**What to produce**
Every line of the entries below from the one containing "filename crates/realtime-core/src/session.rs" to the one containing "Eq, Serialize, Deserialize)]", both ends included, must be written out exactly. No other line belongs in the answer.

*** Opening of Provided records ***

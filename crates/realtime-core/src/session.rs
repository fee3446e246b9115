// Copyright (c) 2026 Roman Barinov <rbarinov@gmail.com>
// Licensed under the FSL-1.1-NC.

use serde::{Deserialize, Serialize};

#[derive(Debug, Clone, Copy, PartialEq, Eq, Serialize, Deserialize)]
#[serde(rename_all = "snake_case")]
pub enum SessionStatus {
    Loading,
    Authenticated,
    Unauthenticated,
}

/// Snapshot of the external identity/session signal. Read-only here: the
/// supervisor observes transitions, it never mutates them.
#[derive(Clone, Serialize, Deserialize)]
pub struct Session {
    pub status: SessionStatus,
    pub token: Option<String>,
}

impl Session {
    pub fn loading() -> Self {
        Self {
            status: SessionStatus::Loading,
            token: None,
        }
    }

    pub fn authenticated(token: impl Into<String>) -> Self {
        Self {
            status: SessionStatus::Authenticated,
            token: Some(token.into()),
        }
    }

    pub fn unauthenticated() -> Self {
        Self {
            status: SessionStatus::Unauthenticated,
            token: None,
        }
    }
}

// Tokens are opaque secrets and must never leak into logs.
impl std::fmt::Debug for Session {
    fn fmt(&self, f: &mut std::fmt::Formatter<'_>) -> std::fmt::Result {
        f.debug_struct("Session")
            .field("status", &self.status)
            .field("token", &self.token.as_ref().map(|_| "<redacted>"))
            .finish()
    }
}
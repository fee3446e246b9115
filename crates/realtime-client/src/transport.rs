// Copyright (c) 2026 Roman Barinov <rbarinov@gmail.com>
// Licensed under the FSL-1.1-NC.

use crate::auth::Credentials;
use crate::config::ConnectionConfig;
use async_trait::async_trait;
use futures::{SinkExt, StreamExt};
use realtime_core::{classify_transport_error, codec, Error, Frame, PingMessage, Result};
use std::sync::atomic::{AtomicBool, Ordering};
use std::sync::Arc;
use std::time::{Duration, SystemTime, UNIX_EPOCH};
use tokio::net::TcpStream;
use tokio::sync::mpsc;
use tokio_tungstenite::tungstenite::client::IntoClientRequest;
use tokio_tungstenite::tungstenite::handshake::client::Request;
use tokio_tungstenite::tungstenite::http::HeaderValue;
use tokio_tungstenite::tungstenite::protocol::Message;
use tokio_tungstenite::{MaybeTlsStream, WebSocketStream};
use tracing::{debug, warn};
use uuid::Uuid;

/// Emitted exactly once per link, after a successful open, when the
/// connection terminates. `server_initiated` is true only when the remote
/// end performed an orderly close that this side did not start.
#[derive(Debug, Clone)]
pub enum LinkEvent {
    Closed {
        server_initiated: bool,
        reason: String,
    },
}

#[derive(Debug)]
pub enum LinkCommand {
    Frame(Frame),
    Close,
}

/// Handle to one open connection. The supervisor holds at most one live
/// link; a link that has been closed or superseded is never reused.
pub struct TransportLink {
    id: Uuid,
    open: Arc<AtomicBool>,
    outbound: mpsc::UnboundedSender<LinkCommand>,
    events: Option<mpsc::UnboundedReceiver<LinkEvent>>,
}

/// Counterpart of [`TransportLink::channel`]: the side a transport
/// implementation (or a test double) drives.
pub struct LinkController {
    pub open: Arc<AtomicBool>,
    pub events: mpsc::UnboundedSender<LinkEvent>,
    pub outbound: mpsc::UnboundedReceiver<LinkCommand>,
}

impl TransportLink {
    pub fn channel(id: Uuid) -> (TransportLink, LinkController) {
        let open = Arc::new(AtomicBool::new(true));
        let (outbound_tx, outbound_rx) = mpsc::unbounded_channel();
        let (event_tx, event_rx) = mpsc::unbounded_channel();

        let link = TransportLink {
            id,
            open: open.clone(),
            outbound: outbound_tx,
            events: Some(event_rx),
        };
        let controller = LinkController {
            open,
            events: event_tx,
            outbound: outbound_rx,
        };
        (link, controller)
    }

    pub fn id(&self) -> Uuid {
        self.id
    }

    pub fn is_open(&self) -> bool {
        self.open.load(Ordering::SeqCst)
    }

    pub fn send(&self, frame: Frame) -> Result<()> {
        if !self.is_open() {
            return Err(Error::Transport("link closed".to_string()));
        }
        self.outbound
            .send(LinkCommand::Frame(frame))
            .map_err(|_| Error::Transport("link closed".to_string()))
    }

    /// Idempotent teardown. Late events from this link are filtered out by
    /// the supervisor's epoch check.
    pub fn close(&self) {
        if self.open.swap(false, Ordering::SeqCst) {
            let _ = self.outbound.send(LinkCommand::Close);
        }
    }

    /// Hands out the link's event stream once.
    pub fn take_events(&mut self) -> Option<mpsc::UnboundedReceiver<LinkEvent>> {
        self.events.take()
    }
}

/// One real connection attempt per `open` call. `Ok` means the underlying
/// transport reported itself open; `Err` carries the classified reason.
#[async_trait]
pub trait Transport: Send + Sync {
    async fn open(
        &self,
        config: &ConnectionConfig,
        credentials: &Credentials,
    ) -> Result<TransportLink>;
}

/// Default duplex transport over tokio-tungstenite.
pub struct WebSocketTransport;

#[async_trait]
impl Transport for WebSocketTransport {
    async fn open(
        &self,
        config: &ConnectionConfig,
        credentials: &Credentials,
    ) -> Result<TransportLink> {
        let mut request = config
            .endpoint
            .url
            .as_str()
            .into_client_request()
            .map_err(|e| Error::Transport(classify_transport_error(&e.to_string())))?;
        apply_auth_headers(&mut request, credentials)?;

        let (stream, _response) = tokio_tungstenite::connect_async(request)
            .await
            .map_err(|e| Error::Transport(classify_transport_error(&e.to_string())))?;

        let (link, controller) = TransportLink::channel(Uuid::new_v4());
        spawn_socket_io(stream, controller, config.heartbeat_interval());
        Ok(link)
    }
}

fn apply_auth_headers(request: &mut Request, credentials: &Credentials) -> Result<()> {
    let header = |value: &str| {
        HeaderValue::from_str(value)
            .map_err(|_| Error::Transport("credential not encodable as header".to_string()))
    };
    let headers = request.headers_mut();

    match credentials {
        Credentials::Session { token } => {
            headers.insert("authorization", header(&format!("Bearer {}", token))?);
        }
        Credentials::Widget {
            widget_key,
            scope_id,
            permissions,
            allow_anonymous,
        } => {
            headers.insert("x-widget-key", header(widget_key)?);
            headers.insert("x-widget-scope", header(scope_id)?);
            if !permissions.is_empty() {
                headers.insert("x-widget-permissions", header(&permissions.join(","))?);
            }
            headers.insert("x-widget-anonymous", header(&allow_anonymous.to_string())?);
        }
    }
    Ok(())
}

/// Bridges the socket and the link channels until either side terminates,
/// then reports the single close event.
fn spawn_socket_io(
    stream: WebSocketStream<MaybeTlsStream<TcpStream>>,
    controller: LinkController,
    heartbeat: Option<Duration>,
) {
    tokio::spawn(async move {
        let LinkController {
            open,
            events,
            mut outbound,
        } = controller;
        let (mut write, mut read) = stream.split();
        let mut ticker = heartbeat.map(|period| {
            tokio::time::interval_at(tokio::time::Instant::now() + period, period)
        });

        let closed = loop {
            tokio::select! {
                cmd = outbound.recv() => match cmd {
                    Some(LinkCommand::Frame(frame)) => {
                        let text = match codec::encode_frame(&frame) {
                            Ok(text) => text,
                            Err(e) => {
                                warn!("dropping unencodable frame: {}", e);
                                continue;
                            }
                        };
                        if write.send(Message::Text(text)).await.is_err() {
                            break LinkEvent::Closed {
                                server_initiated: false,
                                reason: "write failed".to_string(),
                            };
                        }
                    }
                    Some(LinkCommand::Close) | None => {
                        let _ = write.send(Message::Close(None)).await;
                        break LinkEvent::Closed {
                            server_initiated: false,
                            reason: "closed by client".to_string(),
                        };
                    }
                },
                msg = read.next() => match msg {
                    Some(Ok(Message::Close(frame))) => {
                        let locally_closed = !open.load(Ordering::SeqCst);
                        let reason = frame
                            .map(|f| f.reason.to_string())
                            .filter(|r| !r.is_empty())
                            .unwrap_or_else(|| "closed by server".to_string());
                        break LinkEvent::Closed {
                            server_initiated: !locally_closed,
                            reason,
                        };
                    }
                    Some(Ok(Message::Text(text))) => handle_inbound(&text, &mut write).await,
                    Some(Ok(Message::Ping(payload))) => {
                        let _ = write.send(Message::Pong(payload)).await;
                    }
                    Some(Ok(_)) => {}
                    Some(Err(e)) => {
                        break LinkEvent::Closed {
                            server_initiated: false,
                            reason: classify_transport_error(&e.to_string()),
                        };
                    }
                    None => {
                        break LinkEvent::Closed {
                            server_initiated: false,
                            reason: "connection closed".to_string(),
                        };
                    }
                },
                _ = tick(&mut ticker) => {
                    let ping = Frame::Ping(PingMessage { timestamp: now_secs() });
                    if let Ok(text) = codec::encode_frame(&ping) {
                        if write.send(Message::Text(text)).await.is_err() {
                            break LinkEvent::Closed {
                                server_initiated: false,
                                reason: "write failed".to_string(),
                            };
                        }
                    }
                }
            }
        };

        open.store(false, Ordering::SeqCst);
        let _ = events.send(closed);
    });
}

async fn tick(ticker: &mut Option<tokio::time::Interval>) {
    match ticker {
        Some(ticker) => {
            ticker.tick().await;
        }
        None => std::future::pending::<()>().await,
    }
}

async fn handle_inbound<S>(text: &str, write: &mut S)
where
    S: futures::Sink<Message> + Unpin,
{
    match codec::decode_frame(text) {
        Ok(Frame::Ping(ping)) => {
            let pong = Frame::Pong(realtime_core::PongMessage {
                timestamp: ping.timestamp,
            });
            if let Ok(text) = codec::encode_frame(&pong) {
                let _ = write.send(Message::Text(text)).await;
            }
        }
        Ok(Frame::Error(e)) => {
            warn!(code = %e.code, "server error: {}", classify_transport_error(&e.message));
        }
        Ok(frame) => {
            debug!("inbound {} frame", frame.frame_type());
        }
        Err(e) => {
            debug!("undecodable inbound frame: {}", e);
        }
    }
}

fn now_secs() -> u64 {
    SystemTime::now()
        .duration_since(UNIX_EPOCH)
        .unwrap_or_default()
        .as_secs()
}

*** Close of Provided records ***
*** Opening of Provided records ***

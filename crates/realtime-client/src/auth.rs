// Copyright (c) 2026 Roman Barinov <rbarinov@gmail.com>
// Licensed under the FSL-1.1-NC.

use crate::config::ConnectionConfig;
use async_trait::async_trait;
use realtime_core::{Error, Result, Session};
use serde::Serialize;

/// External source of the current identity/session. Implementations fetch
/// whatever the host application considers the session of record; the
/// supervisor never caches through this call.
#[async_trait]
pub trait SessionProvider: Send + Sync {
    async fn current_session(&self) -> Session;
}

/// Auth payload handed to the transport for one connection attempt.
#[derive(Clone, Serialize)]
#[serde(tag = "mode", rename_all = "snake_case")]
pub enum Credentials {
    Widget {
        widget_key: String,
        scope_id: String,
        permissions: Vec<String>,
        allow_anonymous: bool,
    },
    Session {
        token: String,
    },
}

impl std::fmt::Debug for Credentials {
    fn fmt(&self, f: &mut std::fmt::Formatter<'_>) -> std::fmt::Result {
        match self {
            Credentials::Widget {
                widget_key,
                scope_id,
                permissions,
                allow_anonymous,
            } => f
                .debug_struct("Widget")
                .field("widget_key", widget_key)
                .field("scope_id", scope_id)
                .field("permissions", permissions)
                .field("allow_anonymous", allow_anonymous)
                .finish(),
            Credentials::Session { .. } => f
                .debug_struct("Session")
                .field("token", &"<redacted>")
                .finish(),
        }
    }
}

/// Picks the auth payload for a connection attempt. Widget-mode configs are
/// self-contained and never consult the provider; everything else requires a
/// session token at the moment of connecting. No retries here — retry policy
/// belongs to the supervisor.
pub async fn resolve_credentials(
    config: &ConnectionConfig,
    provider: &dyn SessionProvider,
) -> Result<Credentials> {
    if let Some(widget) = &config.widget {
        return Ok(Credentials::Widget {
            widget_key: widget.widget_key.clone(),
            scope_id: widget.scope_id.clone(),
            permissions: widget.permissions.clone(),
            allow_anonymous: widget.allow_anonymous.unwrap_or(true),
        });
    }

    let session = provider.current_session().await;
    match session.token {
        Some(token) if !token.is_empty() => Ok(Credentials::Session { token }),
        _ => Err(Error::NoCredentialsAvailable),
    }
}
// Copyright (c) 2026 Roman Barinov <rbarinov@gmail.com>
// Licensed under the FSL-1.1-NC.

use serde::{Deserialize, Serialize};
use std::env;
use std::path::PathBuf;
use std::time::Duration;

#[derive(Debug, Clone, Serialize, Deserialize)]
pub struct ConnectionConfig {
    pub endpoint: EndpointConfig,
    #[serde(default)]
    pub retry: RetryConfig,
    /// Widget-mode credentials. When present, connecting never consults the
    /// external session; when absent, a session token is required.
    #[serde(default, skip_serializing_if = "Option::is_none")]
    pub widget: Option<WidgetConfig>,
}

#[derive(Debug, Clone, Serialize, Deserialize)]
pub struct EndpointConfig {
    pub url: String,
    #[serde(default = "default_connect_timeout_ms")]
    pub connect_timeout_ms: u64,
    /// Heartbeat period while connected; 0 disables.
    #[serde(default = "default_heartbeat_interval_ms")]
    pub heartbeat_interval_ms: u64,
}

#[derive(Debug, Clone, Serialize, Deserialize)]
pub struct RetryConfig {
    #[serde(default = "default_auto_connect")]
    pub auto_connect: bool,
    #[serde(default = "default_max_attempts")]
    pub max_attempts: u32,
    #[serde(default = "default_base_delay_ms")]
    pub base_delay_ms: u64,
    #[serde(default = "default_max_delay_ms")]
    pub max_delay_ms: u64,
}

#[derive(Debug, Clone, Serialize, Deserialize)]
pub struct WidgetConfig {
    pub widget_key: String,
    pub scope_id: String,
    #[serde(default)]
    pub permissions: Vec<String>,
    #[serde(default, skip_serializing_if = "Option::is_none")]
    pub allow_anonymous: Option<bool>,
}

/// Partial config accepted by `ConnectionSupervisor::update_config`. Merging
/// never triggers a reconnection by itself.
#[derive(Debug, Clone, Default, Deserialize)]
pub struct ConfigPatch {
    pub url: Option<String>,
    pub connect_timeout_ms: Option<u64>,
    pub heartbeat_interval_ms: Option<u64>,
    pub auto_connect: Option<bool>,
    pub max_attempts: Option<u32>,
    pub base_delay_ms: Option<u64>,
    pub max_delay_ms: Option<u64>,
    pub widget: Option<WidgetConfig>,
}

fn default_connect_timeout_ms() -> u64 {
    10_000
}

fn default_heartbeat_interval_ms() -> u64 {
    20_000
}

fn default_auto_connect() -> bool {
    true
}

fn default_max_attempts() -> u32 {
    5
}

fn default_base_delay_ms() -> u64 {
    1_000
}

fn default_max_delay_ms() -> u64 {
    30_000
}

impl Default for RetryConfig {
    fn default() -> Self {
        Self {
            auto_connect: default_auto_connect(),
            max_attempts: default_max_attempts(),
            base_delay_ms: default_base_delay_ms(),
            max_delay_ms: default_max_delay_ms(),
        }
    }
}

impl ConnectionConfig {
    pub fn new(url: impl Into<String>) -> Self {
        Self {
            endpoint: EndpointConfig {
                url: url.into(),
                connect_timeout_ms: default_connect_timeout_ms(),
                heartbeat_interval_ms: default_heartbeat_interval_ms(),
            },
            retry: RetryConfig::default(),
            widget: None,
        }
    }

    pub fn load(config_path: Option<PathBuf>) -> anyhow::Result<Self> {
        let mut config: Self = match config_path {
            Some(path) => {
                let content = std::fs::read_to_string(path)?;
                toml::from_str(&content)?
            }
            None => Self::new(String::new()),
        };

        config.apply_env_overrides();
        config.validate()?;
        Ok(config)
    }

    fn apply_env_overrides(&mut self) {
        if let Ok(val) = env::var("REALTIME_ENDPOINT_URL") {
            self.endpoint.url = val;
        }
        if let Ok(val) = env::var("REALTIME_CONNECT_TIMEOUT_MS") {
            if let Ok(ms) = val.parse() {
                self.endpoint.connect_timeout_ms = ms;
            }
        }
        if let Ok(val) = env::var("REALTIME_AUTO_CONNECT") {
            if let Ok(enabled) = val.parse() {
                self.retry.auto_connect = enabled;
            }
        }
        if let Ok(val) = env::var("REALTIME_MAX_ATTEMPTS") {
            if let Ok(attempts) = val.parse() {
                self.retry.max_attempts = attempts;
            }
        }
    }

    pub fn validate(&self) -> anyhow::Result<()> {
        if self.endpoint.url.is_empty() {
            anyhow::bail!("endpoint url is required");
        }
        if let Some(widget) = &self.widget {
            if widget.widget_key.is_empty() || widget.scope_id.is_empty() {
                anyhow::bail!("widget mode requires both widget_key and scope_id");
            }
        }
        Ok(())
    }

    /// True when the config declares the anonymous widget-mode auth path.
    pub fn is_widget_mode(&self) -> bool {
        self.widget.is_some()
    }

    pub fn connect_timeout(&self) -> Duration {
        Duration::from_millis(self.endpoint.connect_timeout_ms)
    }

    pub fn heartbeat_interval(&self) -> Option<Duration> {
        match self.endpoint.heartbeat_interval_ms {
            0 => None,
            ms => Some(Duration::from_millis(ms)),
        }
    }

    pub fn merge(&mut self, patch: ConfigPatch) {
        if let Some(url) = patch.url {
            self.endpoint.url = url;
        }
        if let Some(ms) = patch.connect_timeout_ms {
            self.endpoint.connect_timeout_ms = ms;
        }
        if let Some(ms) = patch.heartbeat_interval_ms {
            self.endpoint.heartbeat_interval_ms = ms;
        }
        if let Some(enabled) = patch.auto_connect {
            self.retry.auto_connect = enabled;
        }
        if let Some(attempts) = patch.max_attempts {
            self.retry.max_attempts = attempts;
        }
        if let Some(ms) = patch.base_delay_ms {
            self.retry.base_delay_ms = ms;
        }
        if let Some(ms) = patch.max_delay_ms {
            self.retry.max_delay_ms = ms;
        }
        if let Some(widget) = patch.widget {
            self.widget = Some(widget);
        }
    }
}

*** Close of Provided records ***
*** Opening of Provided records ***

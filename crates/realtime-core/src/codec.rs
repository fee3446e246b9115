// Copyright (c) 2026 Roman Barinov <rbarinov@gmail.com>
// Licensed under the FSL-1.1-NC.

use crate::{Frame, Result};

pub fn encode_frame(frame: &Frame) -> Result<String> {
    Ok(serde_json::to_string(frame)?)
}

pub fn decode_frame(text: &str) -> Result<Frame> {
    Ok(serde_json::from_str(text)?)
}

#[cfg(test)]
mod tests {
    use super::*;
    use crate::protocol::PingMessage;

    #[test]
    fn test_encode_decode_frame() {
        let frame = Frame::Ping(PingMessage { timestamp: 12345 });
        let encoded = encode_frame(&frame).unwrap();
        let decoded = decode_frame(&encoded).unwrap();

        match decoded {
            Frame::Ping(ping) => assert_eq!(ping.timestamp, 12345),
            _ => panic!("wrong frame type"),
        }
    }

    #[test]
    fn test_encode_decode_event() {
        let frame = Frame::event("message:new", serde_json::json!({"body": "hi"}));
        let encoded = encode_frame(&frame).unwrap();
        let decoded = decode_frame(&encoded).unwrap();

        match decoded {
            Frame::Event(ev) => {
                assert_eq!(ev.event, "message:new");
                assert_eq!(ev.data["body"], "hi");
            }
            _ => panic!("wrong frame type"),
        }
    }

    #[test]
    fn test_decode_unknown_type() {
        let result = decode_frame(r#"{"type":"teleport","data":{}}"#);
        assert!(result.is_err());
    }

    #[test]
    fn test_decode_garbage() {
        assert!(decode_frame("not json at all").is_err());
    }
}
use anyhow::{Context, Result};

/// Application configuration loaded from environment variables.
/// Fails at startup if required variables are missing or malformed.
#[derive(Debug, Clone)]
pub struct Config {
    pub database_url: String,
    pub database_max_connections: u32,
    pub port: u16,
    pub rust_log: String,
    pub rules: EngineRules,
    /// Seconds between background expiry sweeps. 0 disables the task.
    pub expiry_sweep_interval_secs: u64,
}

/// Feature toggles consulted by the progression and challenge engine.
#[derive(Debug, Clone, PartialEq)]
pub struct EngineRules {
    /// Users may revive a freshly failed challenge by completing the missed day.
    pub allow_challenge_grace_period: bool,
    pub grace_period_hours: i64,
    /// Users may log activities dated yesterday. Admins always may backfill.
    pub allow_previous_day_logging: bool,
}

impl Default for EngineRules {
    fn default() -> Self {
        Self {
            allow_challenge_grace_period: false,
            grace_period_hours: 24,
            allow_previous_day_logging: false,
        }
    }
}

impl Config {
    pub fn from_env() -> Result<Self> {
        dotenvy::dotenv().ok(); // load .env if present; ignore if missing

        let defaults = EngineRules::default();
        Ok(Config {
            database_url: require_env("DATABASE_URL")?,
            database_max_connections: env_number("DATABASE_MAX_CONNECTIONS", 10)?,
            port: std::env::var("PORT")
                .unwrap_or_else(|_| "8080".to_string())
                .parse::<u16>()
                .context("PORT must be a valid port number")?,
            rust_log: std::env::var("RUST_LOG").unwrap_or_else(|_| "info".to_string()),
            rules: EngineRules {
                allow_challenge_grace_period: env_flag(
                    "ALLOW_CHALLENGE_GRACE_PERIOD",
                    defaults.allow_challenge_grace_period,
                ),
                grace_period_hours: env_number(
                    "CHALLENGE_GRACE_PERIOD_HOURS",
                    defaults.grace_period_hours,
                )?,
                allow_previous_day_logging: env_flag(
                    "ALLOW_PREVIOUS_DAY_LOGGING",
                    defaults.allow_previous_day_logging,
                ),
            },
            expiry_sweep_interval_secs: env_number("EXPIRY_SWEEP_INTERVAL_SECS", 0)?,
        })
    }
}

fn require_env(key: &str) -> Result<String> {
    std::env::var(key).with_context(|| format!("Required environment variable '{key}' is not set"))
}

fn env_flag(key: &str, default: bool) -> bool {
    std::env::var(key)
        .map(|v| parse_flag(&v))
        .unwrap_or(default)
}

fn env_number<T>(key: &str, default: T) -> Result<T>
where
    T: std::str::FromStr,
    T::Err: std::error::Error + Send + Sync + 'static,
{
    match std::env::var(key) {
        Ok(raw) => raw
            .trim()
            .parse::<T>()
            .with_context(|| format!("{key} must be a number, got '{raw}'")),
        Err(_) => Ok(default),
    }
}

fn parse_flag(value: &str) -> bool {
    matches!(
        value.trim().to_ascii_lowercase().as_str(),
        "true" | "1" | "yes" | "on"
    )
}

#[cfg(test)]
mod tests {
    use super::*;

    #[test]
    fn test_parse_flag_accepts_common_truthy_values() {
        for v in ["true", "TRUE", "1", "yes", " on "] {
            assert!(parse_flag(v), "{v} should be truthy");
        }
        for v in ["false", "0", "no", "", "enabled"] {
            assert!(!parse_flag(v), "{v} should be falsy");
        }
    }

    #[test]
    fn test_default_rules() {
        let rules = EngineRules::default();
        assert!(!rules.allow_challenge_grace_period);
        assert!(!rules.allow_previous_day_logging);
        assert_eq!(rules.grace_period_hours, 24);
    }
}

*** Close of Provided records ***

**Exercise response**
filename crates/realtime-core/src/session.rs
repository fee3446e246b9115
// Copyright (c) 2026 Roman Barinov <rbarinov@gmail.com>
// Licensed under the FSL-1.1-NC.

use serde::{Deserialize, Serialize};

#[derive(Debug, Clone, Copy, PartialEq, Eq, Serialize, Deserialize)]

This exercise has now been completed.